We focus on recruiting adult dancers who have trained to the highest level of competitive quality, but who are now interested in performance aspects of highland dancing. We do place an emphasis on Scottish Official Board-style technique, but combine that with innovative choreography and showmanship to provide customized performances for a variety of audiences. We have danced at private dinners and parties, Scottish and Celtic festivals and concerts (we love dancing with live music!), and all sorts of other community events, such as the BC Truth & Reconciliation gathering; Simon Fraser University’s Diwali Festival, where we teamed up with the Royal Bhangra Academy; Remembrance Day events, where we performed with the RCMP Division ‘E’ pipe band; a fundraiser for the BC Children’s Hospital’s creative arts program; and many others. We strive to share our passion for highland dancing with anybody and everybody!
How else are you involved with the Celtic community?
I do highland dancing with Shot of Scotch as well as the Ward-McRae Highland Dancers, which is a more traditionally competitive dance studio in Vancouver. I also dance on the Royal Scottish Country Dance Society’s Vancouver Branch demonstration team, and do many performances with them. I am a member of the US national highland dance “Choreography Committee,” which works to create novel choreographies to promote performance-style highland dancing across the US. I am a certified member of the British Association of Teachers of Dance, and a member of the ScotDance Canada teachers’ governing association.
From your perspective, are young people still interested in Highland dancing?
On the one hand, yes, there are clearly many young people who are keen on highland dancing, and the upper bound of “young” seems to keep rising! That is, I see many dancers who are past the “usual” age for quitting continuing to dance or returning to dance as adults, which I think is fantastic. At the same time, the overall numbers of dancers have been declining, especially in the US, and that is certainly worrying.
Is enough being done to preserve and promote Celtic culture generally?
I don’t really know what “enough” would even mean! We can’t force people to be engaged in things they’re not interested in, and I do believe that traditions of music and dance need to be living traditions rather than being preserved in some romanticized static state — the new generations need to embrace the past but also have the freedom to shape their own traditions. Personally, of course, I’d always love to see even more investment in and promotion of Celtic events.

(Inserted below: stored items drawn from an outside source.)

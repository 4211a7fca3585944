// src/ingest/providers/usgs.rs
use async_trait::async_trait;
use metrics::histogram;
use reqwest::Client;

use crate::error::FetchError;
use crate::ingest::http::Mode;
use crate::ingest::types::{Payload, SeismicPayload, SourceConnector, SourceId};

pub const DEFAULT_URL: &str =
    "https://earthquake.usgs.gov/earthquakes/feed/v1.0/summary/all_day.geojson";

/// Seismic connector for the USGS GeoJSON summary feed.
pub struct UsgsConnector {
    mode: Mode,
}

impl UsgsConnector {
    pub fn from_fixture(s: &str) -> Self {
        Self {
            mode: Mode::fixture(s),
        }
    }

    pub fn from_url(url: &str, client: Client) -> Result<Self, FetchError> {
        Ok(Self {
            mode: Mode::http(url, client)?,
        })
    }

    fn parse(body: &str) -> Result<SeismicPayload, FetchError> {
        let t0 = std::time::Instant::now();
        let mut payload: SeismicPayload = serde_json::from_str(body)?;
        for f in &mut payload.features {
            if let Some(place) = f.properties.place.as_mut() {
                *place = crate::ingest::clean_text(place);
            }
        }
        histogram!("ingest_parse_ms", "source" => "seismic")
            .record(t0.elapsed().as_secs_f64() * 1_000.0);
        Ok(payload)
    }
}

#[async_trait]
impl SourceConnector for UsgsConnector {
    fn source_id(&self) -> SourceId {
        SourceId::Seismic
    }

    async fn fetch_payload(&self) -> Result<Payload, FetchError> {
        let body = self.mode.body().await?;
        Self::parse(&body).map(Payload::Seismic)
    }
}

#[cfg(test)]
mod tests {
    use super::*;
    use crate::ingest::types::FetchStatus;

    #[tokio::test]
    async fn parses_features_and_tolerates_null_magnitude() {
        let body = r#"{
            "type": "FeatureCollection",
            "metadata": {"count": 2},
            "features": [
                {"type": "Feature", "properties": {"mag": 4.1, "place": "10 km N of Somewhere", "url": "https://x/1"}},
                {"type": "Feature", "properties": {"mag": null, "place": null}}
            ]
        }"#;
        let res = UsgsConnector::from_fixture(body).fetch().await;
        assert_eq!(res.status, FetchStatus::Ok);
        let Some(Payload::Seismic(p)) = res.payload else {
            panic!("expected seismic payload");
        };
        assert_eq!(p.features.len(), 2);
        assert_eq!(p.features[0].properties.mag, Some(4.1));
        assert_eq!(p.features[1].properties.mag, None);
    }

    #[tokio::test]
    async fn missing_features_key_is_fetch_error() {
        let res = UsgsConnector::from_fixture(r#"{"type":"FeatureCollection"}"#)
            .fetch()
            .await;
        assert_eq!(res.status, FetchStatus::FetchError);
        assert!(res.payload.is_none());
    }

    #[tokio::test]
    async fn empty_feature_list_is_fetch_error() {
        let res = UsgsConnector::from_fixture(r#"{"features":[]}"#).fetch().await;
        assert_eq!(res.status, FetchStatus::FetchError);
    }
}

What can we be doing better?
I’m often surprised that there’s not more advertising of Celtic events for the general public. For example, many people outside of the Celtic culture circle have no idea that the BC Highland Games exist, or Vancouver’s weeklong CelticFest, or other similar public events; that’s true in most of the other places I’ve lived as well. A lot of the advertising I see is *within* the community, and while that’s definitely a start, I think there needs to be wider dissemination of information, especially if we want to be recruiting new people in to the community!
What’s next on your Highland dance agenda?
There’s a competition in April where we’ll be debuting an original 6-person “Broadswords” choreography, and of course April also brings several Tartan Day events! Shot of Scotch will also be teaming up with the RCMP Pipe Band again at the end of the month as part of their fundraiser concert. I’m also working on an exciting “viral video” project that will feature highland dancers from all across the US — keep an eye on social media near you!